Pam Duncan-Glancy MBE (born 2 November 1981) is a Scottish independent politician. Formerly a member of Scottish Labour she was a Member of the Scottish Parliament (MSP) for the Glasgow region from May 2021. She is the first permanent wheelchair user elected to the Scottish Parliament.

== Early life and career ==
Duncan-Glancy was diagnosed as having juvenile idiopathic arthritis at 18-months-old. She has a BSc in Psychology and an MSc in Health Psychology from the University of Stirling, and a Postgraduate certificate in Citizenship and Human Rights from Glasgow Caledonian University. She sat on the Commission on Strengthening Local Democracy and on the Commission on Parliamentary Reform. Prior to her election, she worked in public health communications for NHS Health Scotland.

== Political career ==
Duncan-Glancy contested Glasgow North for the general elections in 2017 and 2019, but came second to Patrick Grady, the incumbent SNP MP. She received a 34.5% share of the vote in 2017 and a 31.4% share in 2019.

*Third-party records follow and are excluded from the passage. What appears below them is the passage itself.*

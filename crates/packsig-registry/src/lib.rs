//! # packsig Registry
//!
//! The signer registry gateway: read access to [`SignerRecord`]s by
//! namespace and kid.
//!
//! ## Overview
//!
//! Key lifecycle (creation, rotation, revocation bookkeeping) belongs to
//! whatever system owns the registry. The attestation engine only reads
//! records through the [`SignerRegistry`] trait, so tests can substitute
//! an in-memory fake with controlled signer states.
//!
//! ## Key Types
//!
//! - [`SignerRegistry`] - The async read trait consumed by the engine
//! - [`MemoryRegistry`] - In-memory registry for tests and embedding
//! - [`SqliteRegistry`] - SQLite-backed registry reader
//!
//! ## Usage
//!
//! ```rust,no_run
//! use packsig_core::{Keypair, Kid, Namespace, SignerRecord};
//! use packsig_registry::{MemoryRegistry, SignerRegistry};
//!
//! async fn example() {
//!     let registry = MemoryRegistry::new();
//!     let ns = Namespace::from("tenant-a");
//!     registry.insert(&ns, SignerRecord::active("s1", &Keypair::generate(), 0));
//!
//!     let record = registry.get_signer(&ns, &Kid::from("s1")).await.unwrap();
//!     assert!(record.is_some());
//! }
//! ```
//!
//! [`SignerRecord`]: packsig_core::SignerRecord

pub mod error;
pub mod memory;
pub mod migration;
pub mod sqlite;
pub mod traits;

pub use error::{RegistryError, Result};
pub use memory::MemoryRegistry;
pub use sqlite::SqliteRegistry;
pub use traits::SignerRegistry;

On 1 March 2021, despite not being a parliamentarian at the time, she became Scottish Labour's spokesperson for Social Security in the Scottish Parliament.

After being a Labour member for approximately twenty years, Duncan-Glancy became a Member of Scottish Parliament (MSP) in 2021. Duncan-Glancy stood in Glasgow Kelvin in 2021 and came third to SNP candidate Kaukab Stewart, but was elected on the Glasgow regional list on 8 May 2021. She was selected for the seat following the previous candidate's deselection for comments suggesting she "respected the right" for Scotland to have another independence referendum. Eleven members of the Kelvin Labour executive committee resigned in protest and refused to campaign for Duncan-Glancy.

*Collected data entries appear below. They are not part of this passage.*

//! Pack: the content bundle being attested.
//!
//! Only `meta` and `events` are signed. Any other fields a richer pack
//! object carries are kept in [`Pack::extra`] and never reach the
//! canonicalizer, so the signed payload stays stable as the pack type grows.

use serde::{Deserialize, Serialize};
use serde_json::{Map, Value};

use crate::canonical::canonical_pack_bytes;
use crate::crypto::Blake3Hash;

/// Pack metadata.
#[derive(Debug, Clone, PartialEq, Serialize, Deserialize)]
#[serde(rename_all = "camelCase")]
pub struct PackMeta {
    /// Self-declared hash of the pack content. Informational only.
    pub content_hash: String,

    /// Number of content items.
    pub content_count: u64,

    /// Last update time (Unix milliseconds).
    pub last_update_ms: i64,

    #[serde(default)]
    pub tags: Vec<String>,

    /// Additional metadata fields. These are signed.
    #[serde(flatten)]
    pub extra: Map<String, Value>,
}

impl PackMeta {
    /// Create metadata with no tags or extra fields.
    pub fn new(content_hash: impl Into<String>, content_count: u64, last_update_ms: i64) -> Self {
        Self {
            content_hash: content_hash.into(),
            content_count,
            last_update_ms,
            tags: Vec::new(),
            extra: Map::new(),
        }
    }

    /// Add a tag.
    pub fn tag(mut self, tag: impl Into<String>) -> Self {
        self.tags.push(tag.into());
        self
    }

    /// The JSON value of the metadata as it is signed.
    ///
    /// Typed fields win over same-named entries in `extra`.
    pub fn to_value(&self) -> Value {
        let mut map = self.extra.clone();
        map.insert("contentHash".into(), Value::String(self.content_hash.clone()));
        map.insert("contentCount".into(), Value::from(self.content_count));
        map.insert("lastUpdateMs".into(), Value::from(self.last_update_ms));
        map.insert(
            "tags".into(),
            Value::Array(self.tags.iter().cloned().map(Value::String).collect()),
        );
        Value::Object(map)
    }
}

/// A content-addressed bundle of metadata and ordered event records.
#[derive(Debug, Clone, PartialEq, Serialize, Deserialize)]
pub struct Pack {
    pub meta: PackMeta,

    /// Ordered, opaque event records.
    #[serde(default)]
    pub events: Vec<Value>,

    /// Unsigned fields. Ignored by the canonicalizer.
    #[serde(flatten)]
    pub extra: Map<String, Value>,
}

impl Pack {
    /// Create a pack from metadata and events.
    pub fn new(meta: PackMeta, events: Vec<Value>) -> Self {
        Self {
            meta,
            events,
            extra: Map::new(),
        }
    }

    /// The self-declared content hash from `meta`.
    pub fn content_hash(&self) -> &str {
        &self.meta.content_hash
    }

    /// The signable sub-structure: `{ "meta": ..., "events": [...] }`.
    pub fn signable_value(&self) -> Value {
        let mut map = Map::new();
        map.insert("meta".into(), self.meta.to_value());
        map.insert("events".into(), Value::Array(self.events.clone()));
        Value::Object(map)
    }

    /// The canonical signing bytes of this pack.
    pub fn canonical_bytes(&self) -> Vec<u8> {
        canonical_pack_bytes(self)
    }

    /// Blake3 digest of the canonical signing bytes.
    pub fn canonical_digest(&self) -> Blake3Hash {
        Blake3Hash::hash(&self.canonical_bytes())
    }
}

#[cfg(test)]
mod tests {
    use super::*;
    use serde_json::json;

    #[test]
    fn test_pack_deserializes_extra_fields() {
        let pack: Pack = serde_json::from_value(json!({
            "meta": {
                "contentHash": "abc",
                "contentCount": 2,
                "lastUpdateMs": 1700000000000i64,
                "tags": ["a"],
                "origin": "node-7"
            },
            "events": [{"op": "put"}],
            "attachments": ["ignored"]
        }))
        .unwrap();

        assert_eq!(pack.meta.content_count, 2);
        assert_eq!(pack.meta.extra.get("origin"), Some(&json!("node-7")));
        assert!(pack.extra.contains_key("attachments"));
        assert!(!pack.extra.contains_key("meta"));
    }

    #[test]
    fn test_signable_value_excludes_unsigned_fields() {
        let mut pack = Pack::new(PackMeta::new("h", 0, 0), vec![]);
        pack.extra.insert("cache".into(), json!(true));

        let value = pack.signable_value();
        let obj = value.as_object().unwrap();
        assert_eq!(obj.len(), 2);
        assert!(obj.contains_key("meta"));
        assert!(obj.contains_key("events"));
    }

    #[test]
    fn test_typed_meta_fields_win_over_extra() {
        let mut meta = PackMeta::new("real", 1, 2);
        meta.extra.insert("contentHash".into(), json!("spoofed"));
        assert_eq!(meta.to_value()["contentHash"], json!("real"));
    }
}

During the election count, Duncan-Glancy received significant coverage as she highlighted the issues disabled candidates face when she was denied access to the Glasgow vote count due to the venue's lack of accessibility.

Duncan-Glancy backed the UK Government’s decision to introduce means-testing for the Winter Fuel Payment, voting in the Scottish Parliament against calls to reverse the decision.

=== Friendship with Sean Morton ===
On 5 December 2025 Duncan-Glancy resigned as Scottish Labour's spokesperson for Education and Skills after it was revealed that she had continued to maintain a close personal friendship with Sean Morton, a former Labour councillor who had pleaded guilty to possessing indecent images of children in 2017. She subsequently announced she would not seek re-election to the Scottish Parliament.

Following a fresh report by the Daily Record in January 2026, in which Duncan-Glancy was found to have continued her friendship with Morton after he had been sentenced for further offences in 2024, calls were made for her to resign immediately. A month later, in February 2026, Scottish Labour suspended her from the Holyrood parliamentary group.